Now, finding your female ancestors is always a challenge. I've just had a major, family-tree-shaking breakthrough involving the discovery, after ten frustrating years, of the will of my great-great-great-great-grandmother, which reveals, among many other things, that two women whom I thought belonged elsewhere are actually her daughters and thus my 4xgreat-aunts. I've been madly re-shuffling relatives and emailing fellow family researchers who share those particular ancestors.
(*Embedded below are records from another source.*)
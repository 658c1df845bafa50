//! Event model

use chrono::NaiveDate;
use serde::{Deserialize, Serialize};

#[derive(Debug, Clone, Copy, PartialEq, Eq, Hash, Serialize, Deserialize)]
pub enum EventType {
    Assignment,
    #[serde(rename = "Class Test")]
    ClassTest,
    Presentation,
    Quiz,
}

impl ToString for EventType {
    fn to_string(&self) -> String {
        match self {
            EventType::Assignment => "Assignment".to_string(),
            EventType::ClassTest => "Class Test".to_string(),
            EventType::Presentation => "Presentation".to_string(),
            EventType::Quiz => "Quiz".to_string(),
        }
    }
}

#[derive(Debug, Clone, PartialEq, Serialize, Deserialize)]
pub struct Event {
    pub id: String,
    pub title: String,
    #[serde(default)]
    pub description: String,
    pub date: NaiveDate,
    /// Course code the event belongs to, e.g. `CSE1101`
    pub course: String,
    #[serde(rename = "type")]
    pub event_type: EventType,
}

#[derive(Debug, Clone, Serialize, Deserialize)]
pub struct CreateEventRequest {
    pub title: String,
    pub description: String,
    pub date: NaiveDate,
    pub course: String,
    #[serde(rename = "type")]
    pub event_type: EventType,
}

#[derive(Debug, Clone, Default, Serialize, Deserialize)]
pub struct UpdateEventRequest {
    pub title: Option<String>,
    pub description: Option<String>,
    pub date: Option<NaiveDate>,
    pub course: Option<String>,
    #[serde(rename = "type")]
    pub event_type: Option<EventType>,
}

/// Filter for listing events
#[derive(Debug, Clone, Default)]
pub struct EventFilter {
    pub course_codes: Option<Vec<String>>,
    pub from: Option<NaiveDate>,
    pub event_type: Option<EventType>,
}

impl EventFilter {
    pub fn matches(&self, event: &Event) -> bool {
        self.course_codes.as_ref().map_or(true, |codes| codes.iter().any(|c| c == &event.course))
            && self.from.map_or(true, |from| event.date >= from)
            && self.event_type.map_or(true, |t| event.event_type == t)
    }
}
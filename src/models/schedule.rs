//! Schedule model

use std::fmt;
use std::str::FromStr;
use chrono::NaiveTime;
use serde::{Deserialize, Serialize};
use super::course::Course;

/// Teaching days; the timetable only runs Monday to Friday
#[derive(Debug, Clone, Copy, PartialEq, Eq, PartialOrd, Ord, Hash, Serialize, Deserialize)]
pub enum SchoolDay {
    Monday,
    Tuesday,
    Wednesday,
    Thursday,
    Friday,
}

impl SchoolDay {
    pub const ALL: [SchoolDay; 5] = [
        SchoolDay::Monday,
        SchoolDay::Tuesday,
        SchoolDay::Wednesday,
        SchoolDay::Thursday,
        SchoolDay::Friday,
    ];

    pub fn as_str(&self) -> &'static str {
        match self {
            SchoolDay::Monday => "Monday",
            SchoolDay::Tuesday => "Tuesday",
            SchoolDay::Wednesday => "Wednesday",
            SchoolDay::Thursday => "Thursday",
            SchoolDay::Friday => "Friday",
        }
    }
}

impl fmt::Display for SchoolDay {
    fn fmt(&self, f: &mut fmt::Formatter<'_>) -> fmt::Result {
        f.write_str(self.as_str())
    }
}

impl FromStr for SchoolDay {
    type Err = String;

    fn from_str(s: &str) -> Result<Self, Self::Err> {
        SchoolDay::ALL
            .iter()
            .copied()
            .find(|day| day.as_str().eq_ignore_ascii_case(s.trim()))
            .ok_or_else(|| format!("Not a school day: {}", s))
    }
}

/// `HH:MM` wire format for class times
pub mod hhmm {
    use chrono::NaiveTime;
    use serde::{Deserialize, Deserializer, Serializer};

    const FORMAT: &str = "%H:%M";

    pub fn serialize<S>(time: &NaiveTime, serializer: S) -> Result<S::Ok, S::Error>
    where
        S: Serializer,
    {
        serializer.serialize_str(&time.format(FORMAT).to_string())
    }

    pub fn deserialize<'de, D>(deserializer: D) -> Result<NaiveTime, D::Error>
    where
        D: Deserializer<'de>,
    {
        let raw = String::deserialize(deserializer)?;
        parse(&raw).map_err(serde::de::Error::custom)
    }

    /// Accepts `HH:MM` and `HH:MM:SS`
    pub fn parse(raw: &str) -> Result<NaiveTime, chrono::ParseError> {
        NaiveTime::parse_from_str(raw.trim(), FORMAT)
            .or_else(|_| NaiveTime::parse_from_str(raw.trim(), "%H:%M:%S"))
    }

    /// Same format for optional fields; a missing or null value is `None`
    pub mod option {
        use chrono::NaiveTime;
        use serde::{Deserialize, Deserializer, Serializer};

        pub fn serialize<S>(time: &Option<NaiveTime>, serializer: S) -> Result<S::Ok, S::Error>
        where
            S: Serializer,
        {
            match time {
                Some(time) => super::serialize(time, serializer),
                None => serializer.serialize_none(),
            }
        }

        pub fn deserialize<'de, D>(deserializer: D) -> Result<Option<NaiveTime>, D::Error>
        where
            D: Deserializer<'de>,
        {
            Option::<String>::deserialize(deserializer)?
                .map(|raw| super::parse(&raw).map_err(serde::de::Error::custom))
                .transpose()
        }
    }
}

#[derive(Debug, Clone, PartialEq, Serialize, Deserialize)]
#[serde(rename_all = "camelCase")]
pub struct Schedule {
    pub id: String,
    pub course_id: i64,
    pub teacher_id: String,
    pub day_of_week: SchoolDay,
    #[serde(with = "hhmm")]
    pub start_time: NaiveTime,
    #[serde(with = "hhmm")]
    pub end_time: NaiveTime,
    pub venue: String,
    pub session: String,
    /// Snapshot of the referenced course taken when the schedule was saved
    #[serde(default)]
    pub course: Option<Course>,
}

impl Schedule {
    pub fn course_code(&self) -> Option<&str> {
        self.course.as_ref().map(|c| c.course_code.as_str())
    }
}

#[derive(Debug, Clone, Serialize, Deserialize)]
#[serde(rename_all = "camelCase")]
pub struct CreateScheduleRequest {
    pub course_id: i64,
    pub teacher_id: String,
    pub day_of_week: SchoolDay,
    #[serde(with = "hhmm")]
    pub start_time: NaiveTime,
    #[serde(with = "hhmm")]
    pub end_time: NaiveTime,
    pub venue: String,
    pub session: String,
}

#[derive(Debug, Clone, Default, Serialize, Deserialize)]
#[serde(rename_all = "camelCase")]
pub struct UpdateScheduleRequest {
    pub course_id: Option<i64>,
    pub teacher_id: Option<String>,
    pub day_of_week: Option<SchoolDay>,
    #[serde(default, with = "hhmm::option")]
    pub start_time: Option<NaiveTime>,
    #[serde(default, with = "hhmm::option")]
    pub end_time: Option<NaiveTime>,
    pub venue: Option<String>,
    pub session: Option<String>,
}

/// Filter for listing schedules
#[derive(Debug, Clone, Default)]
pub struct ScheduleFilter {
    pub teacher_id: Option<String>,
    pub session: Option<String>,
    pub day: Option<SchoolDay>,
    pub course_id: Option<i64>,
}

impl ScheduleFilter {
    pub fn matches(&self, schedule: &Schedule) -> bool {
        self.teacher_id.as_ref().map_or(true, |t| &schedule.teacher_id == t)
            && self.session.as_ref().map_or(true, |s| &schedule.session == s)
            && self.day.map_or(true, |d| schedule.day_of_week == d)
            && self.course_id.map_or(true, |c| schedule.course_id == c)
    }
}
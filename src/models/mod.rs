//! Data models module
//!
//! This module contains all data structures used throughout the library

pub mod user;
pub mod course;
pub mod schedule;
pub mod event;
pub mod attendance;
pub mod forum;

// Re-export commonly used models
pub use user::{User, Role, RoleKind, StudentProfile, StoredUser, CreateUserRequest, UpdateUserRequest, UserFilter};
pub use course::Course;
pub use schedule::{Schedule, SchoolDay, CreateScheduleRequest, UpdateScheduleRequest, ScheduleFilter};
pub use event::{Event, EventType, CreateEventRequest, UpdateEventRequest, EventFilter};
pub use attendance::{AttendanceRecord, AttendanceMark, CreateAttendanceRequest, AttendanceFilter, GroupedAttendance};
pub use forum::{ForumPost, Comment, Votes, VoteAction, CreatePostRequest, UpdatePostRequest, CreateCommentRequest, UpdateCommentRequest, PostWithAuthor, CommentWithAuthor};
The reason I had so much trouble finding my gggg-grandmother is that she was widowed four times. Her first husband was my gggg-grandfather and the sire of all her children. Her third husband was another of my great-great-great-great-grandfathers, resulting in my 3xgreat-grandparents being step-siblings (the subject of my previous post -- it's been a startling week!).
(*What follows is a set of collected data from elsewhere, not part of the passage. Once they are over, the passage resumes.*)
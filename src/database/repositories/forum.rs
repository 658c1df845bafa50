//! Forum repository implementation

use chrono::Utc;
use crate::database::{DatabasePool, Dataset};
use crate::models::forum::{
    Comment, ForumPost, Votes, VoteAction, CreatePostRequest, UpdatePostRequest,
    CreateCommentRequest, UpdateCommentRequest,
};
use crate::utils::errors::{CampusError, Result};
use crate::utils::helpers::next_id;

#[derive(Clone, Debug)]
pub struct ForumRepository {
    pool: DatabasePool,
}

fn post_mut(data: &mut Dataset, post_id: i64) -> Result<&mut ForumPost> {
    data.forum
        .iter_mut()
        .find(|p| p.id == post_id)
        .ok_or(CampusError::PostNotFound { post_id })
}

fn comment_mut(post: &mut ForumPost, comment_id: i64) -> Result<&mut Comment> {
    let post_id = post.id;
    post.comments
        .iter_mut()
        .find(|c| c.id == comment_id)
        .ok_or(CampusError::CommentNotFound { post_id, comment_id })
}

impl ForumRepository {
    pub fn new(pool: DatabasePool) -> Self {
        Self { pool }
    }

    pub async fn list_posts(&self) -> Result<Vec<ForumPost>> {
        Ok(self.pool.query("forum.list", |data| data.forum.clone()).await)
    }

    pub async fn find_post(&self, post_id: i64) -> Result<Option<ForumPost>> {
        Ok(self
            .pool
            .query("forum.find", |data| data.forum.iter().find(|p| p.id == post_id).cloned())
            .await)
    }

    /// New post with zero votes and no comments
    pub async fn create_post(&self, request: CreatePostRequest) -> Result<ForumPost> {
        self.pool
            .mutate("forum.create_post", |data| {
                let post = ForumPost {
                    id: next_id(data.forum.iter().map(|p| p.id)),
                    title: request.title,
                    content: request.content,
                    author: request.author,
                    date: Utc::now(),
                    votes: Votes::default(),
                    comments: Vec::new(),
                    user_id: request.user_id,
                };
                data.forum.push(post.clone());
                Ok(post)
            })
            .await
    }

    pub async fn update_post(&self, post_id: i64, request: UpdatePostRequest) -> Result<ForumPost> {
        self.pool
            .mutate("forum.update_post", |data| {
                let post = post_mut(data, post_id)?;
                if let Some(title) = request.title {
                    post.title = title;
                }
                if let Some(content) = request.content {
                    post.content = content;
                }
                Ok(post.clone())
            })
            .await
    }

    pub async fn delete_post(&self, post_id: i64) -> Result<()> {
        self.pool
            .mutate("forum.delete_post", |data| {
                let index = data
                    .forum
                    .iter()
                    .position(|p| p.id == post_id)
                    .ok_or(CampusError::PostNotFound { post_id })?;
                data.forum.remove(index);
                Ok(())
            })
            .await
    }

    /// Append a comment; ids are unique within the post
    pub async fn add_comment(&self, post_id: i64, request: CreateCommentRequest) -> Result<Comment> {
        self.pool
            .mutate("forum.add_comment", |data| {
                let post = post_mut(data, post_id)?;
                let comment = Comment {
                    id: next_id(post.comments.iter().map(|c| c.id)),
                    content: request.content,
                    author: request.author,
                    date: Utc::now(),
                    votes: Votes::default(),
                    user_id: request.user_id,
                };
                post.comments.push(comment.clone());
                Ok(comment)
            })
            .await
    }

    pub async fn update_comment(&self, post_id: i64, comment_id: i64, request: UpdateCommentRequest) -> Result<Comment> {
        self.pool
            .mutate("forum.update_comment", |data| {
                let comment = comment_mut(post_mut(data, post_id)?, comment_id)?;
                if let Some(content) = request.content {
                    comment.content = content;
                }
                Ok(comment.clone())
            })
            .await
    }

    pub async fn delete_comment(&self, post_id: i64, comment_id: i64) -> Result<()> {
        self.pool
            .mutate("forum.delete_comment", |data| {
                let post = post_mut(data, post_id)?;
                let index = post
                    .comments
                    .iter()
                    .position(|c| c.id == comment_id)
                    .ok_or(CampusError::CommentNotFound { post_id, comment_id })?;
                post.comments.remove(index);
                Ok(())
            })
            .await
    }

    /// Apply a vote to a post and return its new tally
    pub async fn vote_post(&self, post_id: i64, action: VoteAction) -> Result<Votes> {
        self.pool
            .mutate("forum.vote_post", |data| {
                let post = post_mut(data, post_id)?;
                post.votes.apply(action);
                Ok(post.votes)
            })
            .await
    }

    /// Apply a vote to a comment and return its new tally
    pub async fn vote_comment(&self, post_id: i64, comment_id: i64, action: VoteAction) -> Result<Votes> {
        self.pool
            .mutate("forum.vote_comment", |data| {
                let comment = comment_mut(post_mut(data, post_id)?, comment_id)?;
                comment.votes.apply(action);
                Ok(comment.votes)
            })
            .await
    }

    pub async fn count(&self) -> Result<usize> {
        Ok(self.pool.query("forum.count", |data| data.forum.len()).await)
    }
}
//! Configuration management module
//!
//! This module handles loading and validation of application configuration
//! from an optional config file and `CAMPUSHUB__*` environment variables.

pub mod settings;
pub mod validation;

pub use settings::{Settings, BackendKind, StorageConfig, LoggingConfig, SchoolConfig};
However, Ms Griffiths' article -- and I know I really should use more refined language -- pisses me off.
Ms Griffiths titters about cuckolded husbands wondering whether they were bringing up another man’s child or children. . . . Show me a family historian who can put his or her hand on heart and
swear that there has never been in their family tree any instance of
what the DNA experts call a non-paternity event and I will show you
either a fibber or a gullible optimist!
I've recently had both the Resident Fan Boy's and my DNA tested, so have been attending information meetings about the use of DNA in family research. I encountered a similar attitude there, a lot of chuckling about the possibility of what at least one DNA research company openly calls "infidelity".
To the smirking men at the DNA interest meeting and the tittering Ms Griffiths, I long to ask: Is it "infidelity" when the woman had no choice? Do you really think your foremothers had much control in their so-called sex lives?
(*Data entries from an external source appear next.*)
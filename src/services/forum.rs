//! Forum service implementation
//!
//! Posts, comments and voting. Votes are plain counters without a
//! per-user ledger; removing a vote never takes a counter below zero.

use std::collections::HashMap;
use tracing::{debug, info};
use crate::database::DatabaseService;
use crate::models::{
    Comment, CommentWithAuthor, CreateCommentRequest, CreatePostRequest, ForumPost, PostWithAuthor,
    UpdateCommentRequest, UpdatePostRequest, User, UserFilter, VoteAction, Votes,
};
use crate::utils::errors::{CampusError, Result};
use crate::utils::logging::log_user_action;

#[derive(Clone)]
pub struct ForumService {
    database: DatabaseService,
}

impl ForumService {
    pub fn new(database: DatabaseService) -> Self {
        Self { database }
    }

    pub async fn list(&self) -> Result<Vec<ForumPost>> {
        self.database.forum.list_posts().await
    }

    /// Every post and comment joined with its author's account
    pub async fn list_posts_with_authors(&self) -> Result<Vec<PostWithAuthor>> {
        let posts = self.list().await?;
        let users: HashMap<String, User> = self
            .database
            .users
            .list(&UserFilter::all())
            .await?
            .into_iter()
            .map(|u| (u.id.clone(), u))
            .collect();

        debug!(posts = posts.len(), "Joining forum posts with authors");
        Ok(posts
            .into_iter()
            .map(|mut post| {
                let comments = std::mem::take(&mut post.comments)
                    .into_iter()
                    .map(|comment| CommentWithAuthor {
                        user: users.get(&comment.user_id).cloned(),
                        comment,
                    })
                    .collect();
                PostWithAuthor {
                    user: users.get(&post.user_id).cloned(),
                    post,
                    comments,
                }
            })
            .collect())
    }

    pub async fn get_post(&self, post_id: i64) -> Result<ForumPost> {
        self.database
            .forum
            .find_post(post_id)
            .await?
            .ok_or(CampusError::PostNotFound { post_id })
    }

    pub async fn add_post(&self, mut request: CreatePostRequest) -> Result<ForumPost> {
        request.title = required(&request.title, "Post title")?;
        request.content = required(&request.content, "Post content")?;
        self.require_author(&request.user_id).await?;

        let post = self.database.forum.create_post(request).await?;
        log_user_action(&post.user_id, "add_post", Some(&post.id.to_string()));
        info!(post_id = post.id, "Forum post created");
        Ok(post)
    }

    pub async fn edit_post(&self, post_id: i64, mut request: UpdatePostRequest) -> Result<ForumPost> {
        if let Some(title) = request.title.take() {
            request.title = Some(required(&title, "Post title")?);
        }
        if let Some(content) = request.content.take() {
            request.content = Some(required(&content, "Post content")?);
        }
        self.database.forum.update_post(post_id, request).await
    }

    /// Remove a post together with its comments
    pub async fn remove_post(&self, post_id: i64) -> Result<()> {
        self.database.forum.delete_post(post_id).await?;
        info!(post_id, "Forum post removed");
        Ok(())
    }

    pub async fn add_comment(&self, post_id: i64, mut request: CreateCommentRequest) -> Result<Comment> {
        request.content = required(&request.content, "Comment")?;
        self.require_author(&request.user_id).await?;

        let comment = self.database.forum.add_comment(post_id, request).await?;
        log_user_action(&comment.user_id, "add_comment", Some(&post_id.to_string()));
        Ok(comment)
    }

    pub async fn edit_comment(&self, post_id: i64, comment_id: i64, mut request: UpdateCommentRequest) -> Result<Comment> {
        if let Some(content) = request.content.take() {
            request.content = Some(required(&content, "Comment")?);
        }
        self.database.forum.update_comment(post_id, comment_id, request).await
    }

    pub async fn remove_comment(&self, post_id: i64, comment_id: i64) -> Result<()> {
        self.database.forum.delete_comment(post_id, comment_id).await
    }

    pub async fn upvote(&self, post_id: i64) -> Result<Votes> {
        self.database.forum.vote_post(post_id, VoteAction::Upvote).await
    }

    pub async fn remove_upvote(&self, post_id: i64) -> Result<Votes> {
        self.database.forum.vote_post(post_id, VoteAction::RemoveUpvote).await
    }

    pub async fn downvote(&self, post_id: i64) -> Result<Votes> {
        self.database.forum.vote_post(post_id, VoteAction::Downvote).await
    }

    pub async fn remove_downvote(&self, post_id: i64) -> Result<Votes> {
        self.database.forum.vote_post(post_id, VoteAction::RemoveDownvote).await
    }

    pub async fn upvote_comment(&self, post_id: i64, comment_id: i64) -> Result<Votes> {
        self.database.forum.vote_comment(post_id, comment_id, VoteAction::Upvote).await
    }

    pub async fn remove_comment_upvote(&self, post_id: i64, comment_id: i64) -> Result<Votes> {
        self.database.forum.vote_comment(post_id, comment_id, VoteAction::RemoveUpvote).await
    }

    pub async fn downvote_comment(&self, post_id: i64, comment_id: i64) -> Result<Votes> {
        self.database.forum.vote_comment(post_id, comment_id, VoteAction::Downvote).await
    }

    pub async fn remove_comment_downvote(&self, post_id: i64, comment_id: i64) -> Result<Votes> {
        self.database.forum.vote_comment(post_id, comment_id, VoteAction::RemoveDownvote).await
    }

    async fn require_author(&self, user_id: &str) -> Result<()> {
        match self.database.users.find_by_id(user_id).await? {
            Some(user) if user.is_active() => Ok(()),
            Some(_) => Err(CampusError::PermissionDenied("Suspended users cannot post".to_string())),
            None => Err(CampusError::UserNotFound { user_id: user_id.to_string() }),
        }
    }
}

fn required(value: &str, field: &str) -> Result<String> {
    let value = value.trim();
    if value.is_empty() {
        return Err(CampusError::InvalidInput(format!("{} is required", field)));
    }
    Ok(value.to_string())
}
I'm in the midst of Ian Mortimer's The Time Traveller's Guide to Elizabethan England. In a chapter entitled "Basic Essentials", he mentions in passing:
Young women also often have to put up with the unwanted sexual attention of their masters; it seems to be accepted that a master will normally have sex with his female servants. . . .To be a young woman in service is thus a double predicament. To refuse your master is likely to result in dismissal; but to give in is to risk disease and pregnancy, as well as dismissal when the pregnancy is discovered.
I don't know about you, but I had several female ancestors in service. I don't think the situation had changed that much in Victorian England, and, a century after that, Peggy Seeger's musical diatribe "Gonna Be an Engineer" (written about 1970, I think) featured the lyric: It's the duty of the staff for to give the boss a whirl. So, if you needed the job badly enough (and you usually did), you did what you had to do -- and if a baby resulted, well, it was your fault, of course.
And what about my four-times-married, four-times-great-grandmother? Did she marry out of choice? She was a wealthy woman. It appears that she and two of her sisters married three brothers. That smacks of economics to me, and I'll bet her three subsequent marriages were more pragmatic than romantic. In a world (not so very distant) where women didn't vote, didn't have legal status as persons, could easily be relieved of access to their children, a woman taking a lover in such a world would have been risking everything.
In short, I don't think wealthy women nor poor women had much right to say "no". So I ask the amused Ms Griffiths and the chuckling gentlemen at my DNA information meeting to consider that their many-times-great-grandfather may not have been gullible. He may have been protecting your many-times-great-grandmother by giving her child, conceived under duress, his name. It's not amusing to think about, but I think it happened more often than we care to admit.
I think in doing family research, we uncover many human failings, but -- especially on International Women's Day -- let's acknowledge what a very hard row our fore-mothers had to hoe, and how many millions of women today have little choice in what happens to their bodies.
If you suspect your family line has its genesis in a female ancestor's "infidelity", let's hope to heaven she had some say in the matter. And let's lose the smirk, shall we?